» **WHAT THIS TASK INVOLVES**
Find the string "rand" in the data, and copy out each line that has it.

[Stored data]
Segment Open

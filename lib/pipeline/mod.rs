//! Local producer/consumer pipeline: intake → download → process → publish.
//!
//! Queues are bounded `flume` channels, so a full stage suspends the one feeding it. The queue
//! log makes every accepted entry survive a crash; `RunningPipeline::recover` replays it.

mod collaborators;
mod control;
mod failure_log;
mod orchestrator;
mod queue_log;
mod types;

use thiserror::Error;

use crate::coordination::CoordinationError;

pub use collaborators::{
    Artifact, ArtifactFile, FetchError, FetchErrorKind, FetchedItem, ItemFetcher, ProcessError,
    Processor, FAILURE_CLASS_DOWNLOAD, FAILURE_CLASS_NOT_FOUND, FAILURE_CLASS_PROCESSING,
};
pub use control::{ControlHandle, RunState};
pub use failure_log::{FailureLog, FailureLogError, FailureRecord};
pub use orchestrator::{PipelineOrchestrator, QueueDepthSnapshot, RunningPipeline, StageDepths};
pub use queue_log::{LoggedEntry, QueueLog, QueueLogError};
pub use types::{
    CompletionEvent, CompletionKind, EntryOrigin, PipelineConfig, PipelineSummary,
    PublishOverride, QueueEntry, RecoverySummary, Stage, SubmitOutcome,
};

#[derive(Error, Debug)]
pub enum PipelineError {
    #[error(transparent)]
    QueueLog(#[from] QueueLogError),
    #[error(transparent)]
    Coordination(#[from] CoordinationError),
    #[error("task join error: {0}")]
    TaskJoin(#[from] tokio::task::JoinError),
}

#[cfg(test)]
pub(crate) mod test_support;
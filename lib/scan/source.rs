use std::sync::Arc;
use std::time::Duration;

use futures::future::BoxFuture;
use thiserror::Error;
use tracing::warn;

use super::{RateLimitPolicy, ScanError};
use crate::commit_governor::{run_with_retry, BackoffPolicy, RetryClass};
use crate::pipeline::ControlHandle;
use crate::work::WorkId;

/// One item as reported by the discovery API.
#[derive(Debug, Clone, PartialEq)]
pub struct DiscoveredItem {
    pub work_id: WorkId,
    pub download_url: Option<String>,
    pub metadata: serde_json::Value,
}

impl DiscoveredItem {
    pub fn new(work_id: WorkId) -> Self {
        Self {
            work_id,
            download_url: None,
            metadata: serde_json::Value::Null,
        }
    }
}

#[derive(Debug, Clone, Copy, PartialEq, Eq)]
pub enum DiscoveryErrorKind {
    /// The API asked us to slow down. Never retried in place; escalates to the scan's
    /// `RateLimitPolicy`.
    RateLimited,
    Transient,
    Fatal,
}

#[derive(Error, Debug, Clone)]
#[error("{kind:?} discovery error: {message}")]
pub struct DiscoveryError {
    pub kind: DiscoveryErrorKind,
    pub message: String,
    pub retry_after: Option<Duration>,
}

impl DiscoveryError {
    pub fn new(kind: DiscoveryErrorKind, message: impl Into<String>) -> Self {
        Self {
            kind,
            message: message.into(),
            retry_after: None,
        }
    }

    pub fn rate_limited(retry_after: Option<Duration>) -> Self {
        Self {
            kind: DiscoveryErrorKind::RateLimited,
            message: "discovery API rate limit reached".to_string(),
            retry_after,
        }
    }

    pub fn is_retryable(&self) -> bool {
        self.kind == DiscoveryErrorKind::Transient
    }
}

impl RetryClass for DiscoveryError {
    fn is_retryable(&self) -> bool {
        DiscoveryError::is_retryable(self)
    }
}

/// Lazy paginated discovery.
///
/// The ordered listing is oldest-first and stable: listing page `p` holds positions
/// `[p * page_size, (p + 1) * page_size)`. A page shorter than `page_size` marks the end.
/// Search results carry no positions.
pub trait ItemSource: Send + Sync {
    fn page_size(&self) -> u64;

    fn list_page<'a>(
        &'a self,
        page: u64,
    ) -> BoxFuture<'a, Result<Vec<DiscoveredItem>, DiscoveryError>>;

    fn search<'a>(
        &'a self,
        query: &'a str,
        page: u64,
    ) -> BoxFuture<'a, Result<Vec<DiscoveredItem>, DiscoveryError>>;
}

impl<T> ItemSource for Arc<T>
where
    T: ItemSource + ?Sized,
{
    fn page_size(&self) -> u64 {
        (**self).page_size()
    }

    fn list_page<'a>(
        &'a self,
        page: u64,
    ) -> BoxFuture<'a, Result<Vec<DiscoveredItem>, DiscoveryError>> {
        (**self).list_page(page)
    }

    fn search<'a>(
        &'a self,
        query: &'a str,
        page: u64,
    ) -> BoxFuture<'a, Result<Vec<DiscoveredItem>, DiscoveryError>> {
        (**self).search(query, page)
    }
}

pub(crate) enum Discovery {
    Items(Vec<DiscoveredItem>),
    RateLimited,
    Stopped,
}

/// Fetches one page, retrying transient errors and applying the rate-limit policy.
pub(crate) async fn discover<'a, F>(
    control: &ControlHandle,
    rate_limit: RateLimitPolicy,
    retry: &BackoffPolicy,
    mut call: F,
) -> Result<Discovery, ScanError>
where
    F: FnMut() -> BoxFuture<'a, Result<Vec<DiscoveredItem>, DiscoveryError>>,
{
    loop {
        let terminal = match run_with_retry(retry, |_| call()).await {
            Ok((items, _)) => return Ok(Discovery::Items(items)),
            Err(terminal) => terminal,
        };
        if terminal.error.kind != DiscoveryErrorKind::RateLimited {
            return Err(ScanError::Discovery {
                source: terminal.error,
                attempts: terminal.attempts,
            });
        }

        let wait = match rate_limit {
            RateLimitPolicy::Stop => {
                warn!(
                    event = "discovery_rate_limited",
                    policy = "stop",
                    "discovery rate limited; ending scan"
                );
                return Ok(Discovery::RateLimited);
            }
            RateLimitPolicy::Backoff(wait) => terminal
                .error
                .retry_after
                .map_or(wait, |retry_after| retry_after.max(wait)),
        };
        warn!(
            event = "discovery_rate_limited",
            policy = "backoff",
            wait_ms = wait.as_millis() as u64,
            "discovery rate limited; sleeping before retry"
        );
        tokio::select! {
            _ = tokio::time::sleep(wait) => {}
            _ = control.stopped() => return Ok(Discovery::Stopped),
        }
    }
}
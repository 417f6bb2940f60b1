use std::collections::{HashMap, VecDeque};
use std::sync::{Arc, Mutex};
use std::time::Duration;

use futures::future::BoxFuture;
use rand::rngs::StdRng;
use rand::SeedableRng;

use super::{DiscoveredItem, DiscoveryError, ItemSource, ScanConfig, ScanDriver};
use crate::commit_governor::BackoffPolicy;
use crate::coordination::{RangeSelector, SelectorConfig};
use crate::pipeline::test_support::{test_pipeline_config, PipelineFixture};
use crate::pipeline::PipelineConfig;
use crate::progress::ProgressStore;
use crate::work::WorkId;

pub(crate) const RANGE_SIZE: u64 = 10;

pub(crate) fn item_id(position: u64) -> String {
    format!("item-{position:04}")
}

pub(crate) fn selector_config() -> SelectorConfig {
    SelectorConfig {
        candidates: 6,
        epsilon: 0.0,
        fresh_window: Duration::from_secs(90),
        max_attempts: 3,
        range_size: RANGE_SIZE,
    }
}

pub(crate) fn scan_pipeline_config() -> PipelineConfig {
    PipelineConfig {
        batch_wait: Duration::from_millis(10),
        ..test_pipeline_config(4)
    }
}

pub(crate) fn scan_config() -> ScanConfig {
    ScanConfig {
        poll_interval: Duration::from_millis(5),
        discovery_retry: BackoffPolicy::immediate(3),
        ..ScanConfig::default()
    }
}

pub(crate) fn driver(
    fixture: &PipelineFixture,
    source: &Arc<ScriptedSource>,
    config: ScanConfig,
) -> ScanDriver {
    let coordinator = fixture.client.coordinator.clone();
    let selector =
        RangeSelector::with_rng(coordinator.clone(), selector_config(), StdRng::seed_from_u64(7));
    ScanDriver::new(
        coordinator,
        selector,
        source.clone(),
        ProgressStore::new(fixture.dir.path().join("progress.json")),
        config,
    )
}

/// Ordered listing of `total` items named `item-NNNN`, plus canned search pages.
pub(crate) struct ScriptedSource {
    page_size: u64,
    total: u64,
    list_faults: Mutex<HashMap<u64, VecDeque<DiscoveryError>>>,
    list_calls: Mutex<Vec<u64>>,
    search_pages: HashMap<String, Vec<Vec<String>>>,
}

impl ScriptedSource {
    pub(crate) fn listing(total: u64, page_size: u64) -> Self {
        Self {
            page_size,
            total,
            list_faults: Mutex::new(HashMap::new()),
            list_calls: Mutex::new(Vec::new()),
            search_pages: HashMap::new(),
        }
    }

    pub(crate) fn with_search(mut self, query: &str, pages: Vec<Vec<&str>>) -> Self {
        let pages = pages
            .into_iter()
            .map(|page| page.into_iter().map(str::to_string).collect())
            .collect();
        self.search_pages.insert(query.to_string(), pages);
        self
    }

    pub(crate) fn fail_page(&self, page: u64, errors: Vec<DiscoveryError>) {
        self.list_faults
            .lock()
            .expect("list_faults mutex poisoned")
            .entry(page)
            .or_default()
            .extend(errors);
    }

    pub(crate) fn list_calls(&self) -> Vec<u64> {
        self.list_calls
            .lock()
            .expect("list_calls mutex poisoned")
            .clone()
    }
}

fn discovered(id: &str) -> DiscoveredItem {
    DiscoveredItem::new(WorkId::parse(id).expect("valid id"))
}

impl ItemSource for ScriptedSource {
    fn page_size(&self) -> u64 {
        self.page_size
    }

    fn list_page<'a>(
        &'a self,
        page: u64,
    ) -> BoxFuture<'a, Result<Vec<DiscoveredItem>, DiscoveryError>> {
        Box::pin(async move {
            self.list_calls
                .lock()
                .expect("list_calls mutex poisoned")
                .push(page);
            let fault = self
                .list_faults
                .lock()
                .expect("list_faults mutex poisoned")
                .get_mut(&page)
                .and_then(VecDeque::pop_front);
            if let Some(error) = fault {
                return Err(error);
            }
            let start = page * self.page_size;
            let end = (start + self.page_size).min(self.total);
            Ok((start..end).map(|position| discovered(&item_id(position))).collect())
        })
    }

    fn search<'a>(
        &'a self,
        query: &'a str,
        page: u64,
    ) -> BoxFuture<'a, Result<Vec<DiscoveredItem>, DiscoveryError>> {
        Box::pin(async move {
            let results = self
                .search_pages
                .get(query)
                .and_then(|pages| pages.get(page as usize))
                .map(|ids| ids.iter().map(|id| discovered(id)).collect())
                .unwrap_or_default();
            Ok(results)
        })
    }
}
pub mod monitoring;

use std::net::SocketAddr;
use std::sync::Arc;

use axum::extract::{Path, State};
use axum::http::StatusCode;
use axum::response::{IntoResponse, Response};
use axum::routing::{get, post};
use axum::{Json, Router};
use prometheus_client::encoding::text::encode;
use serde_json::json;
use tracing::{error, info};

use crate::state::AppState;
use monitoring::{COORDINATION_METRICS, GOVERNOR_METRICS, PIPELINE_METRICS};

async fn health_handler() -> String {
    "Healthy".to_string()
}

async fn expose_metrics(State(state): State<Arc<AppState>>) -> Response {
    let mut buffer = String::new();
    let registry = state.registry.read().await;
    match encode(&mut buffer, &registry) {
        Ok(()) => buffer.into_response(),
        Err(err) => {
            error!(event = "metrics_encode_failed", error = %err, "failed to encode metrics");
            StatusCode::INTERNAL_SERVER_ERROR.into_response()
        }
    }
}

async fn status_handler(State(state): State<Arc<AppState>>) -> Response {
    Json(state.status()).into_response()
}

/// `POST /control/{pause|resume|stop}`. Only writes the shared run state.
async fn control_handler(
    State(state): State<Arc<AppState>>,
    Path(action): Path<String>,
) -> Response {
    let next = match action.as_str() {
        "pause" => state.control.pause(),
        "resume" => state.control.resume(),
        "stop" => state.control.stop(),
        other => {
            return (
                StatusCode::BAD_REQUEST,
                Json(json!({ "error": format!("unknown action `{other}`") })),
            )
                .into_response()
        }
    };
    info!(
        event = "control_requested",
        action = %action,
        run_state = next.as_str(),
        "run control changed over HTTP"
    );
    Json(json!({ "run_state": next })).into_response()
}

/// Registers every metric family once per process.
pub async fn register_metrics(state: &AppState) {
    let mut registry = state.registry.write().await;

    PIPELINE_METRICS
        .get_or_init(|| async { monitoring::PipelineMetrics::register(&mut registry, "pipeline") })
        .await;
    COORDINATION_METRICS
        .get_or_init(|| async {
            monitoring::CoordinationMetrics::register(&mut registry, "coordination")
        })
        .await;
    GOVERNOR_METRICS
        .get_or_init(|| async { monitoring::GovernorMetrics::register(&mut registry, "governor") })
        .await;

    monitoring::register_build_info_metric(&mut registry, "worker");
}

pub fn router(state: Arc<AppState>) -> Router {
    Router::new()
        .route("/health", get(health_handler))
        .route("/metrics", get(expose_metrics))
        .route("/status", get(status_handler))
        .route("/control/:action", post(control_handler))
        .with_state(state)
}

/// Starts the health/metrics/status HTTP server on the supplied socket address.
pub async fn setup_server_with_addr(
    state: Arc<AppState>,
    addr: SocketAddr,
) -> Result<tokio::task::JoinHandle<()>, std::io::Error> {
    let listener = tokio::net::TcpListener::bind(addr).await?;
    serve_on(state, listener).await
}

/// Serves on an already-bound listener until the shutdown token fires.
pub async fn serve_on(
    state: Arc<AppState>,
    listener: tokio::net::TcpListener,
) -> Result<tokio::task::JoinHandle<()>, std::io::Error> {
    register_metrics(&state).await;

    let shutdown_token = state.shutdown_token.clone();
    let app = router(state);
    let bound = listener.local_addr()?;
    info!(event = "server_listening", bind = %bound, "status server listening");
    let server_handle = tokio::spawn(async move {
        let served = axum::serve(
            listener,
            app.into_make_service_with_connect_info::<SocketAddr>(),
        )
        .with_graceful_shutdown(async move {
            shutdown_token.cancelled().await;
        })
        .await;
        if let Err(err) = served {
            error!(event = "server_failed", error = %err, "status server exited with error");
        }
    });

    Ok(server_handle)
}

#[cfg(test)]
mod tests;
use std::sync::{Arc, OnceLock};

use prometheus_client::registry::Registry;
use serde::Serialize;
use tokio::sync::{watch, RwLock};
use tokio_util::sync::CancellationToken;

use crate::commit_governor::{CircuitSnapshot, CommitGovernor};
use crate::pipeline::{ControlHandle, QueueDepthSnapshot, RunState, StageDepths};
use crate::progress::ProgressSnapshot;

/// Holes listed on `/status`; the full set is in the local progress file.
const STATUS_HOLES_SHOWN: usize = 32;

pub struct AppState {
    pub shutdown_token: CancellationToken,
    pub registry: RwLock<Registry>,
    pub control: ControlHandle,
    pub owner_id: String,
    pub progress: Arc<watch::Sender<Option<ProgressSnapshot>>>,
    governor: Arc<CommitGovernor>,
    depths: OnceLock<Arc<StageDepths>>,
}

#[derive(Debug, Clone, PartialEq, Eq, Serialize)]
pub struct ProgressStatus {
    pub frontier: u64,
    pub hole_count: usize,
    pub holes: Vec<u64>,
}

#[derive(Debug, Clone, PartialEq, Eq, Serialize)]
pub struct StatusReport {
    pub owner_id: String,
    pub run_state: RunState,
    pub circuit: CircuitSnapshot,
    pub progress: Option<ProgressStatus>,
    pub queue_depth: Option<QueueDepthSnapshot>,
}

impl AppState {
    pub fn new(
        shutdown_token: CancellationToken,
        control: ControlHandle,
        governor: Arc<CommitGovernor>,
        owner_id: impl Into<String>,
    ) -> Self {
        let (progress, _) = watch::channel(None);
        Self {
            shutdown_token,
            registry: RwLock::new(<Registry>::default()),
            control,
            owner_id: owner_id.into(),
            progress: Arc::new(progress),
            governor,
            depths: OnceLock::new(),
        }
    }

    /// Called once the pipeline is running so `/status` can report queue depth.
    pub fn attach_pipeline(&self, depths: Arc<StageDepths>) {
        let _ = self.depths.set(depths);
    }

    pub fn status(&self) -> StatusReport {
        let progress = self.progress.borrow().as_ref().map(|snapshot| ProgressStatus {
            frontier: snapshot.frontier,
            hole_count: snapshot.holes.len(),
            holes: snapshot.holes.iter().take(STATUS_HOLES_SHOWN).copied().collect(),
        });
        StatusReport {
            owner_id: self.owner_id.clone(),
            run_state: self.control.state(),
            circuit: self.governor.circuit(),
            progress,
            queue_depth: self.depths.get().map(|depths| depths.snapshot()),
        }
    }
}
use std::process::Command;

const UNKNOWN_COMMIT: &str = "unknown";
const COMMIT_OVERRIDE_VARS: [&str; 2] = ["HARVEST_SOURCE_COMMIT", "SOURCE_COMMIT_HASH"];

fn main() {
    for var in COMMIT_OVERRIDE_VARS {
        println!("cargo:rerun-if-env-changed={var}");
    }
    println!("cargo:rerun-if-changed=.git/HEAD");
    println!("cargo:rerun-if-changed=.git/refs/heads");

    let commit_hash = COMMIT_OVERRIDE_VARS
        .iter()
        .find_map(|var| non_empty(std::env::var(var).ok()))
        .or_else(git_head_commit)
        .unwrap_or_else(|| UNKNOWN_COMMIT.to_string());

    println!("cargo:rustc-env=HARVEST_WORKER_GIT_COMMIT_HASH={commit_hash}");
}

fn git_head_commit() -> Option<String> {
    let output = Command::new("git")
        .args(["rev-parse", "--verify", "HEAD"])
        .output()
        .ok()?;
    if !output.status.success() {
        return None;
    }
    non_empty(String::from_utf8(output.stdout).ok())
}

fn non_empty(value: Option<String>) -> Option<String> {
    let value = value?;
    let trimmed = value.trim();
    (!trimmed.is_empty()).then(|| trimmed.to_string())
}
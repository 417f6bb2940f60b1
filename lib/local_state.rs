use std::path::{Path, PathBuf};

use tracing::info;

/// Per-scan directory holding the queue log, progress snapshot and failure log.
///
/// Keyed by scan identity so independent scan configurations never share files.
#[derive(Debug, Clone, PartialEq, Eq)]
pub struct ScanStateDir {
    dir: PathBuf,
    scan_id: String,
}

impl ScanStateDir {
    pub fn new(state_root: impl AsRef<Path>, scan_id: &str) -> Self {
        let scan_id = sanitize_scan_id(scan_id);
        Self {
            dir: state_root.as_ref().join(&scan_id),
            scan_id,
        }
    }

    pub fn scan_id(&self) -> &str {
        &self.scan_id
    }

    pub fn dir(&self) -> &Path {
        &self.dir
    }

    pub fn queue_log_path(&self) -> PathBuf {
        self.dir.join("pending_queue.jsonl")
    }

    pub fn progress_path(&self) -> PathBuf {
        self.dir.join("progress.json")
    }

    pub fn failures_path(&self) -> PathBuf {
        self.dir.join("failures.jsonl")
    }

    pub fn owner_path(&self) -> PathBuf {
        self.dir.join("owner_id")
    }

    /// Owner id this scan's leases are taken under.
    ///
    /// An explicit id is recorded and used. Otherwise the id recorded by an earlier run wins, so
    /// a restarted process still recognizes the item leases it took before it died; on the
    /// first run `fallback` is recorded.
    pub async fn pin_owner_id(
        &self,
        explicit: Option<&str>,
        fallback: &str,
    ) -> std::io::Result<String> {
        tokio::fs::create_dir_all(&self.dir).await?;
        let path = self.owner_path();
        let owner = match explicit {
            Some(owner) => owner.trim().to_string(),
            None => match tokio::fs::read_to_string(&path).await {
                Ok(recorded) if !recorded.trim().is_empty() => {
                    return Ok(recorded.trim().to_string())
                }
                Ok(_) => fallback.to_string(),
                Err(err) if err.kind() == std::io::ErrorKind::NotFound => fallback.to_string(),
                Err(err) => return Err(err),
            },
        };

        let tmp_path = path.with_extension("tmp");
        tokio::fs::write(&tmp_path, owner.as_bytes()).await?;
        tokio::fs::rename(&tmp_path, &path).await?;
        info!(
            event = "scan_owner_pinned",
            scan_id = %self.scan_id,
            owner = %owner,
            "recorded owner id for scan"
        );
        Ok(owner)
    }
}

fn sanitize_scan_id(raw: &str) -> String {
    let cleaned: String = raw
        .trim()
        .chars()
        .map(|ch| {
            if ch.is_ascii_alphanumeric() || matches!(ch, '-' | '_') {
                ch
            } else {
                '_'
            }
        })
        .collect();
    if cleaned.is_empty() {
        "default".to_string()
    } else {
        cleaned
    }
}

#[cfg(test)]
mod tests {
    use super::ScanStateDir;

    #[tokio::test]
    async fn restarted_process_keeps_the_recorded_owner() {
        let root = tempfile::tempdir().expect("state root");
        let state = ScanStateDir::new(root.path(), "oldest");

        let first = state.pin_owner_id(None, "host-111").await.expect("pin");
        let after_restart = state.pin_owner_id(None, "host-222").await.expect("pin");
        assert_eq!(first, "host-111");
        assert_eq!(after_restart, "host-111");

        let explicit = state
            .pin_owner_id(Some("gpu-a"), "host-333")
            .await
            .expect("pin");
        assert_eq!(explicit, "gpu-a");
        assert_eq!(state.pin_owner_id(None, "host-444").await.expect("pin"), "gpu-a");
    }

    #[test]
    fn scan_ids_are_reduced_to_safe_directory_names() {
        let state = ScanStateDir::new("/tmp/state", "oldest/../range=300");
        assert_eq!(state.scan_id(), "oldest____range_300");
        assert!(state.queue_log_path().ends_with("oldest____range_300/pending_queue.jsonl"));
        assert_eq!(ScanStateDir::new("/tmp", "  ").scan_id(), "default");
    }
}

Segment Closed

» **RESULT**
use rand::rngs::StdRng;
use rand::SeedableRng;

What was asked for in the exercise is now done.